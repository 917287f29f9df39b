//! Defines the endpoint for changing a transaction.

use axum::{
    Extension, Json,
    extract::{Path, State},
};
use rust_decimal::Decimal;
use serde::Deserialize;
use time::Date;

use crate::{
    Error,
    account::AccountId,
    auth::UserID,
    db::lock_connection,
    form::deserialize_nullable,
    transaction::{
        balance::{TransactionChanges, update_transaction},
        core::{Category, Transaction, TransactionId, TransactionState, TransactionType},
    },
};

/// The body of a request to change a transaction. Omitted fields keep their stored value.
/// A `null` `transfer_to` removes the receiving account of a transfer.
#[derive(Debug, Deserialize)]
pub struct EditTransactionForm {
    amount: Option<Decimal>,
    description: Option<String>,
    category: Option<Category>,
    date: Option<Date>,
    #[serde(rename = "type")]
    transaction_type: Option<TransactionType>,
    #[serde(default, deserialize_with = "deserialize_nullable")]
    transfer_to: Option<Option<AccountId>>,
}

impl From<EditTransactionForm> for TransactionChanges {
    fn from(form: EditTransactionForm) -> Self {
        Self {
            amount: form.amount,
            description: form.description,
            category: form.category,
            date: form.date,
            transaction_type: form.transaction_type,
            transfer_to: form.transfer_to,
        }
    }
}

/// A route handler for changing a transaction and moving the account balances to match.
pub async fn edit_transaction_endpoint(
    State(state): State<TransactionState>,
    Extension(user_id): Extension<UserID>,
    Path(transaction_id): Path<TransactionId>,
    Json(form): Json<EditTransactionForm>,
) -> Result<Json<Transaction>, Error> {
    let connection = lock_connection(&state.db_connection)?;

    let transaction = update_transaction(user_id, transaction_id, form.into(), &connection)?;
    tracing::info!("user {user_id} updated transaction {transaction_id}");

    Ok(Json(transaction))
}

What is being asked. Copy all of the entries above exactly as shown.

The completed task.
repository 917287f29f9df39b
//! Defines the endpoint for changing a transaction.

use axum::{
    Extension, Json,
    extract::{Path, State},
};
use rust_decimal::Decimal;
use serde::Deserialize;
use time::Date;

use crate::{
    Error,
    account::AccountId,
    auth::UserID,
    db::lock_connection,
    form::deserialize_nullable,
    transaction::{
        balance::{TransactionChanges, update_transaction},
        core::{Category, Transaction, TransactionId, TransactionState, TransactionType},
    },
};

/// The body of a request to change a transaction. Omitted fields keep their stored value.
/// A `null` `transfer_to` removes the receiving account of a transfer.
#[derive(Debug, Deserialize)]
pub struct EditTransactionForm {
    amount: Option<Decimal>,
    description: Option<String>,
    category: Option<Category>,
    date: Option<Date>,
    #[serde(rename = "type")]
    transaction_type: Option<TransactionType>,
    #[serde(default, deserialize_with = "deserialize_nullable")]
    transfer_to: Option<Option<AccountId>>,
}

impl From<EditTransactionForm> for TransactionChanges {
    fn from(form: EditTransactionForm) -> Self {
        Self {
            amount: form.amount,
            description: form.description,
            category: form.category,
            date: form.date,
            transaction_type: form.transaction_type,
            transfer_to: form.transfer_to,
        }
    }
}

/// A route handler for changing a transaction and moving the account balances to match.
pub async fn edit_transaction_endpoint(
    State(state): State<TransactionState>,
    Extension(user_id): Extension<UserID>,
    Path(transaction_id): Path<TransactionId>,
    Json(form): Json<EditTransactionForm>,
) -> Result<Json<Transaction>, Error> {
    let connection = lock_connection(&state.db_connection)?;

    let transaction = update_transaction(user_id, transaction_id, form.into(), &connection)?;
    tracing::info!("user {user_id} updated transaction {transaction_id}");

    Ok(Json(transaction))
}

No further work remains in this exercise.